#1
Mar 04, 2007

Caching with Instance Variables

Learn a quick way to improve performance. Just store the end result of an expensive command in an instance variable!
Download (5.4 MB, 2:06)
alternative download for iPod & Apple TV (3.5 MB, 2:06)
# application.rb
def current_user
  @current_user ||= User.find(session[:user_id])
end

RSS Feed for Episode Comments 30 comments

1. Ryan Bates Apr 23, 2007 at 16:34

I should have made this more clear in the episode:

An instance variable only sticks around for a single request, so using the technique described will only benefit you if you need to call a method multiple times per request.

If you need to store a model or other data between requests, look into memcached.


2. chineseGuy May 01, 2007 at 02:35

I agree with Ryan Bates,and it is still useful for me.good tip!

我同意Ryan Bates,同时它依然对我有用.不错的技巧!


3. rorguy May 12, 2007 at 12:28

good tip


4. niko Jun 03, 2007 at 08:39

This is kindof automatically included in edge rails auto query caching.


5. Ryan Bates Jun 03, 2007 at 08:52

@niko, right. This isn't as necessary in edge rails since the query is cached. However it will return a new instance of User every time so I still recommend caching it in an instance variable.


6. Luke Freeman Jul 04, 2007 at 22:07

Hi,
Is it possible to subscribe to the old posts over itunes or only ones after episode 24?

Cheers,
Luke


7. Ryan Bates Jul 04, 2007 at 22:44

@Luke, I went ahead and changed the feed so it will display all episodes. You should be able to download all episodes through iTunes in a day or so.


8. Brian Jul 09, 2007 at 19:24

It appears the feed is missing episodes 20-23. If you can, can you add those to the iTunes feed?

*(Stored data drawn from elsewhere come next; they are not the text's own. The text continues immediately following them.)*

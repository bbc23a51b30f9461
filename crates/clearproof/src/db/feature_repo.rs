//! Content feature repository: one analysis row per submission.

use chrono::{DateTime, Utc};
use rusqlite::{params, params_from_iter, Connection, OptionalExtension, Row};

use super::{format_timestamp, parse_optional_timestamp, Database, DatabaseError};
use crate::model::{AnalysisStatus, ContentFeature, FeatureUpdate};

/// SQLite's default bound-parameter limit is 999; stay well below it.
const IN_CLAUSE_CHUNK: usize = 500;

struct FeatureRow {
    id: i64,
    submission_id: String,
    ocr_text: Option<String>,
    theme_tags_json: Option<String>,
    analysis_status: String,
    failure_reason: Option<String>,
    last_analyzed_at: Option<String>,
    extracted_at: Option<String>,
}

impl FeatureRow {
    fn from_row(row: &Row<'_>) -> Result<Self, rusqlite::Error> {
        Ok(Self {
            id: row.get("id")?,
            submission_id: row.get("submission_id")?,
            ocr_text: row.get("ocr_text")?,
            theme_tags_json: row.get("theme_tags_json")?,
            analysis_status: row.get("analysis_status")?,
            failure_reason: row.get("failure_reason")?,
            last_analyzed_at: row.get("last_analyzed_at")?,
            extracted_at: row.get("extracted_at")?,
        })
    }

    fn into_feature(self) -> Result<ContentFeature, DatabaseError> {
        let analysis_status = self
            .analysis_status
            .parse::<AnalysisStatus>()
            .map_err(|_| DatabaseError::InvalidData {
                column: "content_features.analysis_status".to_string(),
                value: self.analysis_status.clone(),
            })?;

        Ok(ContentFeature {
            id: self.id,
            submission_id: self.submission_id,
            ocr_text: self.ocr_text,
            theme_tags_json: self.theme_tags_json,
            analysis_status,
            failure_reason: self.failure_reason,
            last_analyzed_at: parse_optional_timestamp(
                "content_features.last_analyzed_at",
                self.last_analyzed_at,
            )?,
            extracted_at: parse_optional_timestamp(
                "content_features.extracted_at",
                self.extracted_at,
            )?,
        })
    }
}

fn select_one(conn: &Connection, submission_id: &str) -> Result<Option<ContentFeature>, DatabaseError> {
    conn.query_row(
        "SELECT * FROM content_features WHERE submission_id = ?1",
        params![submission_id],
        FeatureRow::from_row,
    )
    .optional()?
    .map(FeatureRow::into_feature)
    .transpose()
}

/// Finds the feature row of a submission.
pub fn find_by_submission(
    db: &Database,
    submission_id: &str,
) -> Result<Option<ContentFeature>, DatabaseError> {
    db.with_conn(|conn| select_one(conn, submission_id))
}

/// Finds the feature rows of a set of submissions. Missing rows are skipped.
pub fn find_by_submissions(
    db: &Database,
    submission_ids: &[String],
) -> Result<Vec<ContentFeature>, DatabaseError> {
    db.with_conn(|conn| {
        let mut features = Vec::with_capacity(submission_ids.len());

        for chunk in submission_ids.chunks(IN_CLAUSE_CHUNK) {
            let placeholders = (1..=chunk.len())
                .map(|i| format!("?{}", i))
                .collect::<Vec<_>>()
                .join(", ");
            let sql = format!(
                "SELECT * FROM content_features WHERE submission_id IN ({})",
                placeholders
            );

            let mut stmt = conn.prepare(&sql)?;
            let rows = stmt
                .query_map(params_from_iter(chunk.iter()), FeatureRow::from_row)?
                .collect::<Result<Vec<_>, _>>()?;
            for row in rows {
                features.push(row.into_feature()?);
            }
        }

        Ok(features)
    })
}

/// Inserts or replaces the analysis values of a submission's feature row.
///
/// The row id is preserved across re-analysis.
pub fn upsert(db: &Database, update: &FeatureUpdate) -> Result<ContentFeature, DatabaseError> {
    db.with_conn(|conn| {
        conn.execute(
            "INSERT INTO content_features (submission_id, ocr_text, theme_tags_json,
             analysis_status, failure_reason, last_analyzed_at, extracted_at)
             VALUES (?1, ?2, ?3, ?4, ?5, ?6, ?7)
             ON CONFLICT(submission_id) DO UPDATE SET
               ocr_text = excluded.ocr_text,
               theme_tags_json = excluded.theme_tags_json,
               analysis_status = excluded.analysis_status,
               failure_reason = excluded.failure_reason,
               last_analyzed_at = excluded.last_analyzed_at,
               extracted_at = excluded.extracted_at",
            params![
                update.submission_id,
                update.ocr_text,
                update.theme_tags_json,
                update.analysis_status.as_str(),
                update.failure_reason,
                format_timestamp(&update.analyzed_at),
                update.extracted_at.as_ref().map(format_timestamp),
            ],
        )?;

        select_one(conn, &update.submission_id)?.ok_or_else(|| DatabaseError::NotFound {
            entity: "content feature",
            id: update.submission_id.clone(),
        })
    })
}

/// Flags a submission for re-analysis, keeping previously extracted data.
pub fn mark_pending(
    db: &Database,
    submission_id: &str,
    at: &DateTime<Utc>,
) -> Result<(), DatabaseError> {
    db.with_conn(|conn| {
        conn.execute(
            "INSERT INTO content_features (submission_id, analysis_status, last_analyzed_at)
             VALUES (?1, 'pending', ?2)
             ON CONFLICT(submission_id) DO UPDATE SET
               analysis_status = 'pending',
               failure_reason = NULL,
               last_analyzed_at = excluded.last_analyzed_at",
            params![submission_id, format_timestamp(at)],
        )?;
        Ok(())
    })
}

9. Ryan Bates Jul 09, 2007 at 21:26

@Brian, hmm, those episodes are showing up for me in iTunes Music Store. Is that where you're looking?


10. Brian Jul 10, 2007 at 04:15

Ryan, yes, I am in the iTunes Music Store. In my iTunes I see all 1-55 listed except for 20-23. Given you're seeing them all I'm guessing now that I may have inadvertently deleted those from my iTunes (I did already view them once).

So an iTunes question for you or anyone -- is there a good way to restore a deleted iTunes entry?


11. brooke r Jul 25, 2007 at 12:44

since people are talking about it here...

I'd love all the back issues in iTunes as well. Right now, i'm only seeing episode 33 on. Did the feed get reset to only allow the last 30 episodes?

Thanks for such a great screencast!


12. Ryan Bates Jul 25, 2007 at 15:49

@brooke, the full quality feed should show all episodes on iTunes. The iPod version doesn't - I'll try to fix that.


13. saket Jul 27, 2007 at 13:51

its good


14. saket Jul 27, 2007 at 16:14

Can anyone explain this in more attractive way, so that I can easily uderstand the actual concept?


15. mike Aug 11, 2007 at 05:49

agree with saket...

would be great if there is a common scenario that demonstrates the benefit of using this technique...


16. Tom Styles Oct 09, 2007 at 03:42

I've just discovered Railscasts and thought I'd start at the first episode. Low and behold, absolute genius, I cut one of my request times in half by caching the return from my ldap lookup. Thanks, hoping to find many more gems as I work my way through the episodes.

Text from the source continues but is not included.